■ Assignment ■
Report how many lines below contain the word "Send", giving the number and no other words.

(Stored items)
☆ ☆ ☆ ☆

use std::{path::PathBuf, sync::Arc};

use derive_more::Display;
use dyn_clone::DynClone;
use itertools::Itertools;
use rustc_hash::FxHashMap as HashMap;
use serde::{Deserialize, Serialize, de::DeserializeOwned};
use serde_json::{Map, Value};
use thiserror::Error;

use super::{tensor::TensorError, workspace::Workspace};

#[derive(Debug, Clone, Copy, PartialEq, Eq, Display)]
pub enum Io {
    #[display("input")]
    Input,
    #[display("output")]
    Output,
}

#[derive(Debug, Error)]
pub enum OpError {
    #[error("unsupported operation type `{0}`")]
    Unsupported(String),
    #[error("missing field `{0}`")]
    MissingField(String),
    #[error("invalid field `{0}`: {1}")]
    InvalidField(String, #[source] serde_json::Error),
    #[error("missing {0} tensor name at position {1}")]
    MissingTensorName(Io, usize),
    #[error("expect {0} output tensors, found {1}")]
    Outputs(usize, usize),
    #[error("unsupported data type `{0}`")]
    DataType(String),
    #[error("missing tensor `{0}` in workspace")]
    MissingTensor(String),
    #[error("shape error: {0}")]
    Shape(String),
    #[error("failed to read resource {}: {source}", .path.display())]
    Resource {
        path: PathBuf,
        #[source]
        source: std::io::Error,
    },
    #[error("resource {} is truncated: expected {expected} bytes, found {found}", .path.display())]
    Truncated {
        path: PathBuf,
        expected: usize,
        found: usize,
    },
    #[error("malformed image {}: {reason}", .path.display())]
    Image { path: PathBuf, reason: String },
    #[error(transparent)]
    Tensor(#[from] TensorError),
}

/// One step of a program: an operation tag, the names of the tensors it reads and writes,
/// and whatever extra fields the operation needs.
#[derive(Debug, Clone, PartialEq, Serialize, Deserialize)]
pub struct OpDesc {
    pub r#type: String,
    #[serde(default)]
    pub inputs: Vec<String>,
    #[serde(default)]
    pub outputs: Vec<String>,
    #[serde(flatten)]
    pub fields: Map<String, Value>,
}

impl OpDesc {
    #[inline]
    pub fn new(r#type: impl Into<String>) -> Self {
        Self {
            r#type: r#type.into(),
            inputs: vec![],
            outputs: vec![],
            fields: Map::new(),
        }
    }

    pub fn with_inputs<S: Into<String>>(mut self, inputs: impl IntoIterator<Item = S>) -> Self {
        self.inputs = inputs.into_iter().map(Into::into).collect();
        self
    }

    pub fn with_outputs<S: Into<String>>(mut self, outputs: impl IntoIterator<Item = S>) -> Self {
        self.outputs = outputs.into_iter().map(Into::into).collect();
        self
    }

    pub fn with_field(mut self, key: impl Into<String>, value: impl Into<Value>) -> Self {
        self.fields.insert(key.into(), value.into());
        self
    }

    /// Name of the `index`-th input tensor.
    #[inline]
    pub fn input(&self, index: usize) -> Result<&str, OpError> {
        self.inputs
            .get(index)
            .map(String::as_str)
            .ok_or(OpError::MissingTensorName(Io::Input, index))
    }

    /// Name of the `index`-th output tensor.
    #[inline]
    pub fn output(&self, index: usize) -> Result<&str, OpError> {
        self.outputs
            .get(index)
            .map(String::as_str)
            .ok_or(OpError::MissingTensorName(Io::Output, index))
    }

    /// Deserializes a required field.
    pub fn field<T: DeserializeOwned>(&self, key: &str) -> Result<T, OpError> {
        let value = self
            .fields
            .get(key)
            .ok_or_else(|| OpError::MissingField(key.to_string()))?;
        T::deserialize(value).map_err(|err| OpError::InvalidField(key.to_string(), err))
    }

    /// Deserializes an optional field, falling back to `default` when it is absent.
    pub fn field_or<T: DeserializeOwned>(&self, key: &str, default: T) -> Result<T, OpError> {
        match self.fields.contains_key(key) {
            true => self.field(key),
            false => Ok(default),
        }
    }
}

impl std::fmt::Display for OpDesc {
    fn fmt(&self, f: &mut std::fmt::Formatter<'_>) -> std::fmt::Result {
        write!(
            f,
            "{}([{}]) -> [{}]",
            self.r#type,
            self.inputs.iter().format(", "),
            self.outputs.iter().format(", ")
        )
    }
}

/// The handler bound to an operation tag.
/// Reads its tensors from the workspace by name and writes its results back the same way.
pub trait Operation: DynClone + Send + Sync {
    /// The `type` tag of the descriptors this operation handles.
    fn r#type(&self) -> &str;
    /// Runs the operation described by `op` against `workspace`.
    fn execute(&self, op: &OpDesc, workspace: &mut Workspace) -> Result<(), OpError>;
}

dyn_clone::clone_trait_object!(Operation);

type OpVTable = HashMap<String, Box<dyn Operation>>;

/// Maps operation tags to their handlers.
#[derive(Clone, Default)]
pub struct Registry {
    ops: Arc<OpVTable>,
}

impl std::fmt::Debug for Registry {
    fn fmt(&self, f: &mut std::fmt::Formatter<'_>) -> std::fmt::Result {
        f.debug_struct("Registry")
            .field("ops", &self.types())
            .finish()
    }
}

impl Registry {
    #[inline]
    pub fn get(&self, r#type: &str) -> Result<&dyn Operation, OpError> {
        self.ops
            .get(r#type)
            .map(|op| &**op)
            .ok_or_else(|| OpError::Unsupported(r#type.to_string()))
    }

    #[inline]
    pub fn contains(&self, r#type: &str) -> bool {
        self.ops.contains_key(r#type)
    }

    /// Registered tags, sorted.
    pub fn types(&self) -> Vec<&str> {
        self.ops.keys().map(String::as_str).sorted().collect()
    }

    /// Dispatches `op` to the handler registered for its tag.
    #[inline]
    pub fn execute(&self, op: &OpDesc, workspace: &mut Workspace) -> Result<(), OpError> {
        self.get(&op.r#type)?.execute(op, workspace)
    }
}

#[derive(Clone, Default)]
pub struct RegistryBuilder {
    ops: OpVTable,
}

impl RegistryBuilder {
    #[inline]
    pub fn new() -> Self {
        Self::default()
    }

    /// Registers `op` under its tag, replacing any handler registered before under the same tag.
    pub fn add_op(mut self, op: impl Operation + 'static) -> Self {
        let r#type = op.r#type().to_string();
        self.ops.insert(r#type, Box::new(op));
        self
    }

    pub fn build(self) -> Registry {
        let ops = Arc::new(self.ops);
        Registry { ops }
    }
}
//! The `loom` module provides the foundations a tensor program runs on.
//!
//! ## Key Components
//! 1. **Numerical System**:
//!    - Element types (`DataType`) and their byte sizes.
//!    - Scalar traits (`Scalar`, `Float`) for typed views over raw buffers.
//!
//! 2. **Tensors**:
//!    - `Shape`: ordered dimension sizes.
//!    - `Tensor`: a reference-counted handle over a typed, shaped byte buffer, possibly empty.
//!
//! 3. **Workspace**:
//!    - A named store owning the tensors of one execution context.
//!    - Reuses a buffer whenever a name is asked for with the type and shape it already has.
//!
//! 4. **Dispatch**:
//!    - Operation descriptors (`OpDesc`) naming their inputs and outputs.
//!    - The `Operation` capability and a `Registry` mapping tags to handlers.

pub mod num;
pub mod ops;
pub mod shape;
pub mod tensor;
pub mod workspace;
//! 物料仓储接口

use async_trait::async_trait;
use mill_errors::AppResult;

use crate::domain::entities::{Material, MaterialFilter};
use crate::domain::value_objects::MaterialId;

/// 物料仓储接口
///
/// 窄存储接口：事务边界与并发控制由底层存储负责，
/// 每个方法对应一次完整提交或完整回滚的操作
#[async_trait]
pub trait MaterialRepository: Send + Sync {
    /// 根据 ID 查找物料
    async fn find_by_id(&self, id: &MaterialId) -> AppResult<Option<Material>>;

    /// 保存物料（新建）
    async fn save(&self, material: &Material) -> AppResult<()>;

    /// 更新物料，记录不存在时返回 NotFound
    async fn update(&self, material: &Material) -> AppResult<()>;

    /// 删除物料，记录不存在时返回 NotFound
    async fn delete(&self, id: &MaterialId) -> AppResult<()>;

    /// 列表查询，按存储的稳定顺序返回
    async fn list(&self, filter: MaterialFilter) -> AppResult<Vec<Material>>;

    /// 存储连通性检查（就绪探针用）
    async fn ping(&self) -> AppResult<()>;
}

☆ ☆ ☆ ☆

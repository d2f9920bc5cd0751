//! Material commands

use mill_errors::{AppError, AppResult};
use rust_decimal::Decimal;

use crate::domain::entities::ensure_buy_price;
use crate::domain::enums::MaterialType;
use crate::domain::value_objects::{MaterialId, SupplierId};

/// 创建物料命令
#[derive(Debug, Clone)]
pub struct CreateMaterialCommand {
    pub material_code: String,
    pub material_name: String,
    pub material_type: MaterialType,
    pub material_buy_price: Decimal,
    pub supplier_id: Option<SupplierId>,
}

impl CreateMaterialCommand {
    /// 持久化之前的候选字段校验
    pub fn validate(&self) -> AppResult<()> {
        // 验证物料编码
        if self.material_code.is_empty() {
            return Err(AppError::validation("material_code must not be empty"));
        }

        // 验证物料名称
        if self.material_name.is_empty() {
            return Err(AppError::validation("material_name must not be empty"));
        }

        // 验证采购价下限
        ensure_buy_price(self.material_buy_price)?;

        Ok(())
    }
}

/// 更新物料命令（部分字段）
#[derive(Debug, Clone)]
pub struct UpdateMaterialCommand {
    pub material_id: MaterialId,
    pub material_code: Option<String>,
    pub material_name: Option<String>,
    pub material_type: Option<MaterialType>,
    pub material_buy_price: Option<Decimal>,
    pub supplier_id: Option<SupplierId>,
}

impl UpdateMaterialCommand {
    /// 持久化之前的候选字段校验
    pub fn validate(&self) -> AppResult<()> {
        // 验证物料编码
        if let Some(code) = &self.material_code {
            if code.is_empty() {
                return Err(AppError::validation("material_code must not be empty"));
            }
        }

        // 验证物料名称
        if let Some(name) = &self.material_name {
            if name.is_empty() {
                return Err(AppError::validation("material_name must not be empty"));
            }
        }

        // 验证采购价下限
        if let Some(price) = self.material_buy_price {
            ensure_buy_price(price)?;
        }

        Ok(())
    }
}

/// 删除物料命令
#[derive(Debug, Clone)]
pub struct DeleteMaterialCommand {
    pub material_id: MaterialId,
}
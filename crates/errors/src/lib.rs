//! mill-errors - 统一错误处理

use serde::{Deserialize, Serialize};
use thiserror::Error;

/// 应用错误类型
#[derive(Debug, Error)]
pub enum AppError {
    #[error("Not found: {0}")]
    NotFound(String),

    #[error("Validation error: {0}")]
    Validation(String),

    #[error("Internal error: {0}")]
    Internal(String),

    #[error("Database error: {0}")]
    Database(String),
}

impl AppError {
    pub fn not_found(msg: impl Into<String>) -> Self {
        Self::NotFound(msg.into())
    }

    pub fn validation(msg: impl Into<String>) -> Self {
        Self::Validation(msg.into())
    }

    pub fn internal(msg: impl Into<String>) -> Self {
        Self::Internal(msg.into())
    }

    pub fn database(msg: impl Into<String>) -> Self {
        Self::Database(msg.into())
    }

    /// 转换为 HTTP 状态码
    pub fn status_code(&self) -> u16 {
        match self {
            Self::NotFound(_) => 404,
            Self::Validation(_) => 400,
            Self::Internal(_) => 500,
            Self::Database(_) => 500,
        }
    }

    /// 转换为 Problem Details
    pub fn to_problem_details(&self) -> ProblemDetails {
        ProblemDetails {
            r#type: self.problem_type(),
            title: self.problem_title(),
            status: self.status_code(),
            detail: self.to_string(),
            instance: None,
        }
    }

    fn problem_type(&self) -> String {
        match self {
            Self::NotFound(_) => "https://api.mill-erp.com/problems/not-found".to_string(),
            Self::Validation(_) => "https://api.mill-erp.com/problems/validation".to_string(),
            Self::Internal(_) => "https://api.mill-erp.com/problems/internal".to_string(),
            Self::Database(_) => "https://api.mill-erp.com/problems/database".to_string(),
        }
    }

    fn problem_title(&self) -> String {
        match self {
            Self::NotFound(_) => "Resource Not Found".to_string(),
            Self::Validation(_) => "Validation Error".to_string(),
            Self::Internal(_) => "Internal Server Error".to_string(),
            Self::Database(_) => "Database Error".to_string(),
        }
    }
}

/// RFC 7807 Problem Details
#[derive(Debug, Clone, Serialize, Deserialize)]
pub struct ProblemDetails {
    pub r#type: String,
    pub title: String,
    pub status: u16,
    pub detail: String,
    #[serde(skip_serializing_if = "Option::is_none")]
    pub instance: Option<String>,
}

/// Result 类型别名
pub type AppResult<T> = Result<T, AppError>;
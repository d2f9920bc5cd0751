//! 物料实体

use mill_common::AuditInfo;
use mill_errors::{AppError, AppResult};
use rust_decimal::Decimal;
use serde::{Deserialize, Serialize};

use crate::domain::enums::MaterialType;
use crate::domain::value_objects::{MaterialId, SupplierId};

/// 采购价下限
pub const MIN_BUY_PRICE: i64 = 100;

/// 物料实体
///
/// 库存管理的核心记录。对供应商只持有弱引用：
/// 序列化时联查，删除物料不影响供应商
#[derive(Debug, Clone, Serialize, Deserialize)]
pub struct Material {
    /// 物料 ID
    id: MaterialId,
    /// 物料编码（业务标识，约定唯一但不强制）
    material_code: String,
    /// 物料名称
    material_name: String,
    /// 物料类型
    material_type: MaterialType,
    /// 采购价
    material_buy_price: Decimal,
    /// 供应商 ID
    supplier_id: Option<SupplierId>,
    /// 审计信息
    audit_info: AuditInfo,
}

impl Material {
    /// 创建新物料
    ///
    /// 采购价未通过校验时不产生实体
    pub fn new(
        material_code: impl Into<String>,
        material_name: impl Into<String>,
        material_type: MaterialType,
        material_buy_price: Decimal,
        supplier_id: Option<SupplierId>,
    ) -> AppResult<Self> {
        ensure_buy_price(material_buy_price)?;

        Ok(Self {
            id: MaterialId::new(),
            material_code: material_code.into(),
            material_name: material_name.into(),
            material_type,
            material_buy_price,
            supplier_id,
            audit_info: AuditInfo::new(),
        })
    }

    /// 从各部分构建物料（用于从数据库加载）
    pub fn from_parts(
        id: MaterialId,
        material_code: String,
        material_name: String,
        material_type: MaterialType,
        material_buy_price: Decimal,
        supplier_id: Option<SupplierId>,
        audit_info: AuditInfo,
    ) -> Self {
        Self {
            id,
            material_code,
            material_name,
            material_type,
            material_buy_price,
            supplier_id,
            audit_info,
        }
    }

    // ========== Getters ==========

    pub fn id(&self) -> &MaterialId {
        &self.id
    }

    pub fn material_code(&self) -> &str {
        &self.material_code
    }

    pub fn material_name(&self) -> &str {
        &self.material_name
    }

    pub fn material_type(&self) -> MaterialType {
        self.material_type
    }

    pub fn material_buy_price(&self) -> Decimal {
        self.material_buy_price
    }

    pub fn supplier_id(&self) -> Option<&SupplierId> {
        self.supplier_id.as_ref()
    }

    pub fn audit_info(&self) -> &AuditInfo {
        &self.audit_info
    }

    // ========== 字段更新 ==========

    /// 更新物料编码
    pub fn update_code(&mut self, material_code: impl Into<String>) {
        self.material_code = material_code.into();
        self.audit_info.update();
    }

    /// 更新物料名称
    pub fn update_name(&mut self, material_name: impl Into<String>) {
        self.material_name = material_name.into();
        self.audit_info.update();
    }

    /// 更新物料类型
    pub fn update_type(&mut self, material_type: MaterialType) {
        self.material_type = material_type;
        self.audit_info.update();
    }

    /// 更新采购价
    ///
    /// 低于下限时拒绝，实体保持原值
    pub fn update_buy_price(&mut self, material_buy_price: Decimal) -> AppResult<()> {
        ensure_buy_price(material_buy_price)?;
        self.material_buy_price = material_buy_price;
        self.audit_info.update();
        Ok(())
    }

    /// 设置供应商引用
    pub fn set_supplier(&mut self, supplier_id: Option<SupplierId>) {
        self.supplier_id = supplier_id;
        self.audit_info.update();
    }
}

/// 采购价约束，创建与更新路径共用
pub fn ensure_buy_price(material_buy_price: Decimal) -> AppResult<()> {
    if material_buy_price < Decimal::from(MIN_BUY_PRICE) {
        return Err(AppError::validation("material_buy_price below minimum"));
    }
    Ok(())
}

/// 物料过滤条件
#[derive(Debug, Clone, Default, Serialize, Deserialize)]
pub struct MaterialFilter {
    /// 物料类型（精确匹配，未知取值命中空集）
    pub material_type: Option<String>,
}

☆ ☆ ☆ ☆

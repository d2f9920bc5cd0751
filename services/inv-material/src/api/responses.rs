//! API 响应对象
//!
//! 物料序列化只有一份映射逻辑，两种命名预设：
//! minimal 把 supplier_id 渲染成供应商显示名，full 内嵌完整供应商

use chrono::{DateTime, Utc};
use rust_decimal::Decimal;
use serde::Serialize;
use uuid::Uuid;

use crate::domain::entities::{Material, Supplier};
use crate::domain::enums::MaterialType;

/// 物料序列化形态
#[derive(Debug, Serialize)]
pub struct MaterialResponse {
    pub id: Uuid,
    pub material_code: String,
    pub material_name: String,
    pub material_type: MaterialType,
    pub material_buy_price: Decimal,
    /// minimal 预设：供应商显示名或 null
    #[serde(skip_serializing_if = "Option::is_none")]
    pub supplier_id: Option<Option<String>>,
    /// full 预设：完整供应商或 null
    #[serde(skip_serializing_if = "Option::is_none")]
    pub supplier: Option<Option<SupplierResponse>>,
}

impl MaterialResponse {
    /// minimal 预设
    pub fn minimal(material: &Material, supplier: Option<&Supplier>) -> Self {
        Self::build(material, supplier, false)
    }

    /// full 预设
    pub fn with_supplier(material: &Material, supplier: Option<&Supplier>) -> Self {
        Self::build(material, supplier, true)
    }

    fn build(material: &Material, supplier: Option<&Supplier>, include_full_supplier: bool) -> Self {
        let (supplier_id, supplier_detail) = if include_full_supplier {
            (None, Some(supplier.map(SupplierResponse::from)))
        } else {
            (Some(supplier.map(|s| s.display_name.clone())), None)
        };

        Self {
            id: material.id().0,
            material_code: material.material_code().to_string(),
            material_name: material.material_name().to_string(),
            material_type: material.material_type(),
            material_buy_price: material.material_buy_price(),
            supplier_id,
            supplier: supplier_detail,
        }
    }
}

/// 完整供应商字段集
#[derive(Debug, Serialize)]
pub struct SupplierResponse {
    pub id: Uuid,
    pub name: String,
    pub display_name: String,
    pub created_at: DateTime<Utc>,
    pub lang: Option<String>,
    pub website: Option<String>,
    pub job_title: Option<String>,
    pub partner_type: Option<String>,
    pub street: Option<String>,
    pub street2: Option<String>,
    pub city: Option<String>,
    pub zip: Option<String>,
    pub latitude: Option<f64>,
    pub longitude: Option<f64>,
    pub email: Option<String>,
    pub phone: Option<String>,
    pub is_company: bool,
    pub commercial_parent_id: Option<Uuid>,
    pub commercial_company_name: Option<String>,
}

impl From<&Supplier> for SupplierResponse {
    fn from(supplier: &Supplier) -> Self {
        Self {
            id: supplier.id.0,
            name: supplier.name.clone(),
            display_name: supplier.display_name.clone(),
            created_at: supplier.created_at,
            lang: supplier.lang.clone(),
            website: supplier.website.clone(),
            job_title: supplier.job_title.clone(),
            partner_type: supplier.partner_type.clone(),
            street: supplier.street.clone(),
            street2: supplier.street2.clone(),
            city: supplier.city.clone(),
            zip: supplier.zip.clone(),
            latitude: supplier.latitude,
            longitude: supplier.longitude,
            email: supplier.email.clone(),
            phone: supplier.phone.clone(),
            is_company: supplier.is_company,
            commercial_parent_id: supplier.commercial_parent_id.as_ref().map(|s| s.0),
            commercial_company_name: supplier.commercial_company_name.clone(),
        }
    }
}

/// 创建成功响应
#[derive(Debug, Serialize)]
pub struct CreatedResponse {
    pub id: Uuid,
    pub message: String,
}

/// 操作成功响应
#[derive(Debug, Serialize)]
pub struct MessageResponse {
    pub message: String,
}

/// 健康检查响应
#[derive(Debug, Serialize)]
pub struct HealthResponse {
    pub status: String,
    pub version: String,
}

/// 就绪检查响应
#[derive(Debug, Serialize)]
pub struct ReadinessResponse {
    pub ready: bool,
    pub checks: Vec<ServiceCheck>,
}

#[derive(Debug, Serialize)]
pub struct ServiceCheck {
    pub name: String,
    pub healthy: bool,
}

☆ ☆ ☆ ☆

■ Task output ■
2